The holiday season following a significant loss is often the hardest.

For that reason, compassion, care, kindness and patience need to guide the interactions during this stressful time.

Isolating and staying away does not make it easier. In fact, there is great comfort and strength in the family coming together.

A shared sense of absence can often mediate some of the profound sadness of the loss. One could call it the power of distraction.

The hubbub of a gathered family of many generations provides a lot of activity and noise that can help distract one from the absence of the loved one during Thanksgiving and Christmas.

There are some encouragements I would offer during this time and some actions and remarks I would discourage during this time. Let’s start with the encouragements.

First, do everything you can to show up.

This is not the holiday to be too busy to get together with the rest of the family. In fact, it may well be the most important holiday ever because of the weightiness of it because of the loss within the family.

Second, accept the probability this will be a tough gathering for all and be willing to show grace to all who have been caught up in the loss.

While the same person is absent from the gathering, each member of the family had a different relationship with the one who has died. Even within families, members deal with their loss differently and express their pain differently.

Third, get comfortable with tears.

As a pastor, I had a routine that I pretty much follow even to this day in the counseling room. I find the tissue box and make sure it is available to the person with whom I’m conversing. Reaching for tissues is a universal sign that tears are welcome and expected here.

Additionally, silence should not be avoided. Sometimes we say the most foolish things in the face of our anxiety over silence. Presence is always more powerful than pious words.

Fourth, keep an eye on those who slip away to another part of the house to compose themselves.

While family members may need a little space to “pull themselves together,” they may need to be checked on and encouraged to rejoin the gathering when possible.

Fifth, it is a powerful step in moving the family forward when gathered around the table – or gathered to say grace before the meal is served – to make overt what is on the hearts and minds of everyone present.

It could be as simple as, “Today, as we ask the blessing, all of us are aware our beloved______ is not here. However, they would be proud we are together loving and supporting each other.” Or it could be a guided table talk about “what is your favorite memory of __________.”

Sharing stories that point to the person’s influence and humor is another way of helping everyone in the room take a small step back toward joyful living again. It also is a type of personal thanksgiving for the influence and life of the person.
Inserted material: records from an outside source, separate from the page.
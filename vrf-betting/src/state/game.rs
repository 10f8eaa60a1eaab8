use shank::ShankAccount;
use solana_address::Address;
use solbeet::{AccountRecord, Beet, Result};

use super::StateAccountType;

/// Wager bounds shared by every game type.
#[derive(Beet, Clone, Debug, PartialEq, Eq)]
pub struct CommonGameConfig {
    pub min_wager: u64,
    pub max_wager: u64,
}

/// Coin flip parameters, both in basis points.
#[derive(Beet, Clone, Debug, PartialEq, Eq)]
pub struct CoinFlipConfig {
    pub host_probability_advantage: u64,
    pub payout_rate: u64,
}

#[derive(Beet, Clone, Debug, PartialEq, Eq)]
pub struct CrashConfig {
    /// Chance, in basis points, that the multiplier crashes at exactly 1x.
    pub multiplier_straight_one_possibility: u64,
}

#[derive(Beet, Clone, Copy, Debug, PartialEq, Eq)]
pub enum CoinFlipSide {
    Head,
    Tail,
}

#[derive(Beet, Clone, Debug, PartialEq, Eq)]
pub struct CoinFlipInput {
    pub wager: u64,
    pub side: CoinFlipSide,
}

#[derive(Beet, Clone, Debug, PartialEq, Eq)]
pub struct CrashInput {
    /// Cash-out multiplier in hundredths (`250` is 2.5x).
    pub target_multiplier: u64,
    pub wager: u64,
}

/// Per-game-type configuration of a [`Game`].
#[derive(Beet, Clone, Debug, PartialEq, Eq)]
pub enum GameTypeConfig {
    CoinFlip { config: CoinFlipConfig },
    Crash { config: CrashConfig },
}

/// A bettor's input, matching the game type it is placed on.
#[derive(Beet, Clone, Debug, PartialEq, Eq)]
pub enum BetInput {
    CoinFlip { input: CoinFlipInput },
    Crash { input: CrashInput },
}

impl BetInput {
    pub fn wager(&self) -> u64 {
        match self {
            BetInput::CoinFlip { input } => input.wager,
            BetInput::Crash { input } => input.wager,
        }
    }

    /// Whether this input can be placed on a game configured with `config`.
    pub fn fits(&self, config: &GameTypeConfig) -> bool {
        matches!(
            (self, config),
            (BetInput::CoinFlip { .. }, GameTypeConfig::CoinFlip { .. })
                | (BetInput::Crash { .. }, GameTypeConfig::Crash { .. })
        )
    }
}

/// A hosted game.
#[derive(Beet, ShankAccount, Clone, Debug, PartialEq)]
pub struct Game {
    pub account_type: StateAccountType,
    pub host: Address,
    pub is_active: bool,
    pub unresolved_vrf_result: u32,
    pub total_lamports_in: u64,
    pub total_lamports_out: u64,
    pub common_config: CommonGameConfig,
    pub game_type_config: GameTypeConfig,
}

impl Game {
    /// A freshly created, active game.
    pub fn new(host: Address, min_wager: u64, max_wager: u64, game_type_config: GameTypeConfig) -> Self {
        Self {
            account_type: StateAccountType::Game,
            host,
            is_active: true,
            unresolved_vrf_result: 0,
            total_lamports_in: 0,
            total_lamports_out: 0,
            common_config: CommonGameConfig { min_wager, max_wager },
            game_type_config,
        }
    }
}

impl AccountRecord for Game {
    const NAME: &'static str = "Game";
    const DISCRIMINATOR: u8 = StateAccountType::Game as u8;
    type Fields = Self;

    fn from_fields(fields: Self) -> Result<Self> {
        Ok(fields)
    }
}
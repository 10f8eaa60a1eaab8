use shank::ShankAccount;
use solana_address::Address;
use solbeet::{AccountRecord, Beet, Result};

use super::StateAccountType;

/// A bettor's (or host's) balance held by the program.
#[derive(Beet, ShankAccount, Clone, Debug, PartialEq)]
pub struct UserAccount {
    pub account_type: StateAccountType,
    pub authority: Address,
    pub total_bets: u32,
    pub current_lamports: u64,
    pub active_vrf_results: u32,
    pub referral: Option<Address>,
    pub username: Option<String>,
}

impl UserAccount {
    /// A freshly created account with no balance.
    pub fn new(authority: Address, referral: Option<Address>, username: Option<String>) -> Self {
        Self {
            account_type: StateAccountType::UserAccount,
            authority,
            total_bets: 0,
            current_lamports: 0,
            active_vrf_results: 0,
            referral,
            username,
        }
    }
}

impl AccountRecord for UserAccount {
    const NAME: &'static str = "UserAccount";
    const DISCRIMINATOR: u8 = StateAccountType::UserAccount as u8;
    type Fields = Self;

    fn from_fields(fields: Self) -> Result<Self> {
        Ok(fields)
    }
}

#[cfg(test)]
mod tests {
    use super::*;
    use solbeet::{AccountFilter, CodecError, Describe, FixableSize, Pretty};

    fn alice() -> UserAccount {
        UserAccount {
            current_lamports: 1_000_000,
            ..UserAccount::new(Address::new_from_array([1u8; 32]), None, Some("alice".to_string()))
        }
    }

    #[test]
    fn test_size_tracks_optionals() {
        let bare = UserAccount::new(Address::new_from_array([1u8; 32]), None, None);
        assert_eq!(bare.byte_size(), 51);
        assert_eq!(UserAccount::byte_size_of(bare).unwrap(), 51);

        let full = UserAccount::new(
            Address::new_from_array([1u8; 32]),
            Some(Address::new_from_array([2u8; 32])),
            Some("bob".to_string()),
        );
        assert_eq!(full.byte_size(), 51 + 32 + 4 + 3);
    }

    #[test]
    fn test_load_rejects_other_account_types() {
        let mut bytes = alice().encode().unwrap();
        assert_eq!(UserAccount::from_account_data(&bytes).unwrap(), alice());

        bytes[0] = StateAccountType::Game as u8;
        assert_eq!(
            UserAccount::from_account_data(&bytes),
            Err(CodecError::AccountTypeMismatch {
                expected: "UserAccount",
                expected_tag: 2,
                found: 4,
            })
        );
    }

    #[test]
    fn test_truncated_username() {
        let bytes = alice().encode().unwrap();
        let err = UserAccount::decode(&bytes[..bytes.len() - 2], 0).unwrap_err();
        assert!(matches!(err, CodecError::Truncated { type_name: "string", .. }));
    }

    #[test]
    fn test_describe() {
        let pretty = alice().describe();
        assert_eq!(pretty.field("username"), Some(&Pretty::Text("alice".to_string())));
        assert_eq!(pretty.field("referral"), Some(&Pretty::Absent));
        assert_eq!(pretty.field("current_lamports"), Some(&Pretty::Number(1_000_000)));
        assert_eq!(
            pretty.field("authority"),
            Some(&Pretty::Identity(
                "4vJ9JU1bJJE96FWSJKvHsmmFADCg4gpZQff4P3bkLKi".to_string()
            ))
        );
    }

    #[test]
    fn test_filter_by_authority() {
        let filter = AccountFilter::field::<UserAccount, _>("authority", &alice().authority).unwrap().unwrap();
        assert_eq!(
            filter,
            AccountFilter::Memcmp {
                offset: 1,
                bytes: vec![1u8; 32],
            }
        );
        // Behind the optional referral, username has no constant offset.
        assert_eq!(AccountFilter::field::<UserAccount, _>("username", &Some("alice".to_string())), Ok(None));
    }
}
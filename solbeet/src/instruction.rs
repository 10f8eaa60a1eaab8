//! Instruction descriptors: a discriminant, an argument codec and an ordered
//! list of account roles, turned into an [`Instruction`] by [`build`].
//!
//! Account flags come from the declared [`AccountRole`]s and are never
//! inferred from the addresses. A role may declare a [`RoleDefault`] that is
//! substituted when the caller leaves its slot empty; the substitution is
//! part of the descriptor, visible in its declaration.
//!
//! # Example
//!
//! ```ignore
//! use solbeet::{AccountRole, InstructionDescriptor, SYSTEM_PROGRAM_ID};
//!
//! const DEPOSIT_ROLES: &[AccountRole] = &[
//!     AccountRole::new("depositor").writable().signer(),
//!     AccountRole::new("user_account").writable(),
//!     AccountRole::new("system_program").default_address(SYSTEM_PROGRAM_ID),
//! ];
//!
//! pub const DEPOSIT: InstructionDescriptor<DepositArgs> =
//!     InstructionDescriptor::new(PROGRAM_ID, "Deposit", 2, DEPOSIT_ROLES);
//!
//! let ix = DEPOSIT.build(&[Some(wallet), Some(user_account)], &DepositArgs { lamports: 5 })?;
//! ```
//!
//! [`build`]: InstructionDescriptor::build

use core::marker::PhantomData;

use pinocchio::instruction::{InstructionAccount, InstructionView};
use solana_address::Address;

use crate::error::{CodecError, Result};
use crate::traits::Beet;

/// Address used when the caller supplies none for a role.
#[derive(Clone, Debug, PartialEq, Eq)]
pub enum RoleDefault {
    /// The caller must supply an address.
    Required,
    /// A well-known account (a program or sysvar).
    Address(Address),
    /// The program's own id, the placeholder for an omitted optional account.
    ProgramId,
}

/// One declared account slot of an instruction.
#[derive(Clone, Debug, PartialEq, Eq)]
pub struct AccountRole {
    pub name: &'static str,
    pub desc: &'static str,
    pub is_writable: bool,
    pub is_signer: bool,
    pub default: RoleDefault,
}

impl AccountRole {
    /// A required, read-only, non-signer role.
    pub const fn new(name: &'static str) -> Self {
        Self {
            name,
            desc: "",
            is_writable: false,
            is_signer: false,
            default: RoleDefault::Required,
        }
    }

    pub const fn writable(mut self) -> Self {
        self.is_writable = true;
        self
    }

    pub const fn signer(mut self) -> Self {
        self.is_signer = true;
        self
    }

    pub const fn desc(mut self, desc: &'static str) -> Self {
        self.desc = desc;
        self
    }

    /// Substitute `address` when the caller omits this account.
    pub const fn default_address(mut self, address: Address) -> Self {
        self.default = RoleDefault::Address(address);
        self
    }

    /// Mark the account optional; the program id stands in when omitted.
    pub const fn optional(mut self) -> Self {
        self.default = RoleDefault::ProgramId;
        self
    }

    /// Whether the caller may leave this slot empty.
    pub fn is_optional(&self) -> bool {
        self.default != RoleDefault::Required
    }

    /// Format this role as a Shank `#[account(...)]` attribute.
    pub fn to_shank_attribute(&self, index: usize) -> String {
        let mut parts = vec![index.to_string()];

        if self.is_writable {
            parts.push(String::from("writable"));
        }
        if self.is_signer {
            parts.push(String::from("signer"));
        }
        if self.default == RoleDefault::ProgramId {
            parts.push(String::from("optional"));
        }

        parts.push(format!("name=\"{}\"", self.name));
        if !self.desc.is_empty() {
            parts.push(format!("desc=\"{}\"", self.desc));
        }

        format!("#[account({})]", parts.join(", "))
    }
}

/// An account reference in a built instruction.
#[derive(Clone, Debug, PartialEq, Eq)]
pub struct AccountMeta {
    pub address: Address,
    pub is_writable: bool,
    pub is_signer: bool,
}

/// A built instruction, ready for an external transaction builder.
#[derive(Clone, Debug, PartialEq, Eq)]
pub struct Instruction {
    pub program_id: Address,
    pub accounts: Vec<AccountMeta>,
    pub data: Vec<u8>,
}

impl Instruction {
    /// Borrow this instruction as a pinocchio [`InstructionView`], e.g. to
    /// hand it to `pinocchio::cpi::invoke`.
    pub fn with_view<R>(&self, f: impl FnOnce(&InstructionView) -> R) -> R {
        let accounts: Vec<InstructionAccount> = self
            .accounts
            .iter()
            .map(|meta| InstructionAccount {
                address: &meta.address,
                is_writable: meta.is_writable,
                is_signer: meta.is_signer,
            })
            .collect();

        let view = InstructionView {
            program_id: &self.program_id,
            accounts: &accounts,
            data: &self.data,
        };
        f(&view)
    }
}

/// Template for one instruction of a program.
///
/// `A` is the argument codec; use `()` for instructions without arguments,
/// whose payload is the discriminant byte alone.
#[derive(Debug)]
pub struct InstructionDescriptor<A> {
    pub program_id: Address,
    pub name: &'static str,
    pub discriminant: u8,
    pub roles: &'static [AccountRole],
    _args: PhantomData<fn() -> A>,
}

impl<A> InstructionDescriptor<A> {
    pub const fn new(
        program_id: Address,
        name: &'static str,
        discriminant: u8,
        roles: &'static [AccountRole],
    ) -> Self {
        Self {
            program_id,
            name,
            discriminant,
            roles,
            _args: PhantomData,
        }
    }

    /// Position of the role called `name`.
    pub fn role_index(&self, name: &str) -> Option<usize> {
        self.roles.iter().position(|role| role.name == name)
    }

    /// Shank `#[account(...)]` attributes for every role, in order.
    pub fn shank_attributes(&self) -> Vec<String> {
        self.roles
            .iter()
            .enumerate()
            .map(|(index, role)| role.to_shank_attribute(index))
            .collect()
    }
}

impl<A: Beet> InstructionDescriptor<A> {
    /// Build the instruction against the descriptor's program id.
    ///
    /// `accounts[i]` fills role `i`; `None` or a missing trailing entry falls
    /// back to the role's declared default.
    ///
    /// # Errors
    ///
    /// - [`CodecError::TooManyAccounts`] if more addresses than roles are given
    /// - [`CodecError::MissingAccount`] if a required role has no address
    pub fn build(&self, accounts: &[Option<Address>], args: &A) -> Result<Instruction> {
        self.build_for(&self.program_id, accounts, args)
    }

    /// Build the instruction for a program deployed at `program_id`.
    pub fn build_for(&self, program_id: &Address, accounts: &[Option<Address>], args: &A) -> Result<Instruction> {
        if accounts.len() > self.roles.len() {
            return Err(CodecError::TooManyAccounts {
                instruction: self.name,
                expected: self.roles.len(),
                actual: accounts.len(),
            });
        }

        let metas = self
            .roles
            .iter()
            .enumerate()
            .map(|(index, role)| {
                let address = match (accounts.get(index).cloned().flatten(), &role.default) {
                    (Some(address), _) => address,
                    (None, RoleDefault::Required) => {
                        return Err(CodecError::MissingAccount {
                            instruction: self.name,
                            role: role.name,
                        })
                    }
                    (None, RoleDefault::Address(address)) => {
                        log::debug!("{}: defaulting `{}` to its well-known address", self.name, role.name);
                        address.clone()
                    }
                    (None, RoleDefault::ProgramId) => {
                        log::debug!("{}: omitted optional `{}`, using the program id", self.name, role.name);
                        program_id.clone()
                    }
                };
                Ok(AccountMeta {
                    address,
                    is_writable: role.is_writable,
                    is_signer: role.is_signer,
                })
            })
            .collect::<Result<Vec<_>>>()?;

        let data = self.encode_data(args)?;
        log::trace!("{}: {} accounts, {} data bytes", self.name, metas.len(), data.len());

        Ok(Instruction {
            program_id: program_id.clone(),
            accounts: metas,
            data,
        })
    }

    /// Instruction data: the discriminant byte followed by the arguments.
    pub fn encode_data(&self, args: &A) -> Result<Vec<u8>> {
        let mut data = vec![0u8; 1 + args.byte_size()];
        data[0] = self.discriminant;
        args.write(&mut data, 1)?;
        Ok(data)
    }

    /// Decode instruction data produced for this descriptor.
    ///
    /// # Errors
    ///
    /// [`CodecError::InstructionMismatch`] if the first byte is missing or is
    /// not this descriptor's discriminant.
    pub fn parse(&self, data: &[u8]) -> Result<A> {
        match data.split_first() {
            Some((&tag, rest)) if tag == self.discriminant => A::decode_exact(rest),
            other => Err(CodecError::InstructionMismatch {
                instruction: self.name,
                expected: self.discriminant,
                found: other.map(|(&tag, _)| tag),
            }),
        }
    }
}

#[cfg(test)]
mod tests {
    use super::*;
    use crate::Beet;

    const PROGRAM: Address = Address::new_from_array([1u8; 32]);
    const SYSTEM: Address = Address::new_from_array([0u8; 32]);

    #[derive(Beet, Clone, Debug, PartialEq)]
    struct Amount {
        lamports: u64,
    }

    const SET_ACTIVE_ROLES: &[AccountRole] = &[
        AccountRole::new("host").signer().desc("The wallet account of the host"),
        AccountRole::new("game_pda").writable(),
    ];

    const SET_ACTIVE: InstructionDescriptor<()> = InstructionDescriptor::new(PROGRAM, "SetActive", 6, SET_ACTIVE_ROLES);

    const WITHDRAW_ROLES: &[AccountRole] = &[
        AccountRole::new("wallet").writable().signer(),
        AccountRole::new("referral").writable().optional(),
        AccountRole::new("system_program").default_address(SYSTEM),
    ];

    const WITHDRAW: InstructionDescriptor<Amount> = InstructionDescriptor::new(PROGRAM, "Withdraw", 3, WITHDRAW_ROLES);

    fn key(byte: u8) -> Address {
        Address::new_from_array([byte; 32])
    }

    #[test]
    fn test_no_args_payload_is_discriminant_only() {
        let ix = SET_ACTIVE.build(&[Some(key(9)), Some(key(8))], &()).unwrap();
        assert_eq!(ix.data, vec![6]);
        assert_eq!(ix.program_id, PROGRAM);
        assert_eq!(
            ix.accounts,
            vec![
                AccountMeta {
                    address: key(9),
                    is_writable: false,
                    is_signer: true,
                },
                AccountMeta {
                    address: key(8),
                    is_writable: true,
                    is_signer: false,
                },
            ]
        );
    }

    #[test]
    fn test_flags_follow_roles_not_addresses() {
        // Same address in both slots still gets each role's own flags.
        let ix = SET_ACTIVE.build(&[Some(key(4)), Some(key(4))], &()).unwrap();
        assert!(ix.accounts[0].is_signer && !ix.accounts[0].is_writable);
        assert!(!ix.accounts[1].is_signer && ix.accounts[1].is_writable);
    }

    #[test]
    fn test_args_follow_discriminant() {
        let ix = WITHDRAW
            .build(&[Some(key(2)), Some(key(3)), Some(key(4))], &Amount { lamports: 500 })
            .unwrap();
        assert_eq!(ix.data, vec![3, 0xf4, 0x01, 0, 0, 0, 0, 0, 0]);
        assert_eq!(ix.accounts.len(), 3);
    }

    #[test]
    fn test_defaults_are_substituted() {
        let ix = WITHDRAW.build(&[Some(key(2))], &Amount { lamports: 1 }).unwrap();
        assert_eq!(ix.accounts[1].address, PROGRAM);
        assert!(ix.accounts[1].is_writable);
        assert_eq!(ix.accounts[2].address, SYSTEM);

        let ix = WITHDRAW.build(&[Some(key(2)), None, None], &Amount { lamports: 1 }).unwrap();
        assert_eq!(ix.accounts[1].address, PROGRAM);
    }

    #[test]
    fn test_build_for_other_deployment() {
        let devnet = key(0xde);
        let ix = WITHDRAW.build_for(&devnet, &[Some(key(2))], &Amount { lamports: 1 }).unwrap();
        assert_eq!(ix.program_id, devnet);
        // The optional placeholder follows the deployment actually targeted.
        assert_eq!(ix.accounts[1].address, devnet);
    }

    #[test]
    fn test_missing_and_extra_accounts() {
        assert_eq!(
            WITHDRAW.build(&[None], &Amount { lamports: 1 }),
            Err(CodecError::MissingAccount {
                instruction: "Withdraw",
                role: "wallet",
            })
        );
        assert_eq!(
            SET_ACTIVE.build(&[Some(key(1)), Some(key(2)), Some(key(3))], &()),
            Err(CodecError::TooManyAccounts {
                instruction: "SetActive",
                expected: 2,
                actual: 3,
            })
        );
    }

    #[test]
    fn test_parse() {
        let data = WITHDRAW.encode_data(&Amount { lamports: 77 }).unwrap();
        assert_eq!(WITHDRAW.parse(&data).unwrap(), Amount { lamports: 77 });
        assert_eq!(SET_ACTIVE.parse(&[6]), Ok(()));

        assert_eq!(
            SET_ACTIVE.parse(&[7]),
            Err(CodecError::InstructionMismatch {
                instruction: "SetActive",
                expected: 6,
                found: Some(7),
            })
        );
        assert!(matches!(
            SET_ACTIVE.parse(&[]),
            Err(CodecError::InstructionMismatch { found: None, .. })
        ));
        assert!(matches!(
            SET_ACTIVE.parse(&[6, 0]),
            Err(CodecError::TrailingBytes { trailing: 1, .. })
        ));
    }

    #[test]
    fn test_shank_attributes() {
        assert_eq!(
            SET_ACTIVE.shank_attributes(),
            vec![
                "#[account(0, signer, name=\"host\", desc=\"The wallet account of the host\")]".to_string(),
                "#[account(1, writable, name=\"game_pda\")]".to_string(),
            ]
        );
        assert_eq!(
            WITHDRAW_ROLES[1].to_shank_attribute(1),
            "#[account(1, writable, optional, name=\"referral\")]"
        );
        assert_eq!(WITHDRAW.role_index("system_program"), Some(2));
        assert_eq!(WITHDRAW.role_index("nope"), None);
        assert!(WITHDRAW_ROLES[2].is_optional());
        assert!(!WITHDRAW_ROLES[0].is_optional());
    }

    #[test]
    fn test_with_view() {
        let ix = WITHDRAW.build(&[Some(key(2))], &Amount { lamports: 1 }).unwrap();
        let (count, first_signer, data_len) = ix.with_view(|view| {
            assert_eq!(view.program_id, &PROGRAM);
            (view.accounts.len(), view.accounts[0].is_signer, view.data.len())
        });
        assert_eq!((count, first_signer, data_len), (3, true, 9));
    }
}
Sixth, realize that grief is different for all and the adjustment to a world where the loved one is no longer present cannot be measured by a clock or a calendar. Grief is, for most, a slow walk.

Now for the discouragements.

First, do not express impatience with anyone who is struggling. This is especially true if the loss is within six months of the holidays.

When my father died in early November 1982, it was scarcely two weeks before Thanksgiving. However, we all showed up.

It was a two-year losing battle with cancer followed by Dad’s death, but everyone made it for Thanksgiving and, as I remember it, it was one of the most grace-filled gatherings of our family.

Second, don’t rebuke members of the family for their tears or their struggle.

This is not the time to tell folks to “man up,” or whatever one might think to say that basically rebukes a person for their grief. It is also not helpful to belittle someone because they are not as emotionally controlled as you are.

Third, don’t trivialize the loss.

We often attempt to manage our grief by saying, “Well, they were old,” or “They lived a long life,” or “They couldn’t get well,” or “They are in a better place.”

While all of that may be true, it attempts to stifle grief and the reality of the loss. Fundamentally, grief is about how survivors transition to a world where someone they loved is no longer present.

Our personal beliefs about life after death can make a heart less anxious, but it does not remove the absence, the empty bed, the empty chair, the empty seat at the table.

Fourth, don’t speak for God.

God is good about speaking through Scripture and prayer, so let God do the work.

Stick to what you know and stay on point by speaking about the God of all comfort, the God who sees us, the God who cares, the God who makes a way in the worst of times and the best of times.

Fifth, introduce some flexibility and realism into your view of how long it should take another person to move on with their lives.

As a counselor, I work with people who suffer from complex grief, but those clients represent a small number of patients. Most folks adjust to loss over time.

Sixth, understand that circumstances around hospitalizations because of COVID-19 have stripped away some of the connection and care we were used to providing for a loved one who was dying in the hospital.

We don’t know the full ramifications of what that will mean in moving through grief. My professional opinion is that grief will be more difficult for some.

What can you do this holiday season?

Show up, listen up, practice patience and empathy. If you do that, it will be enough.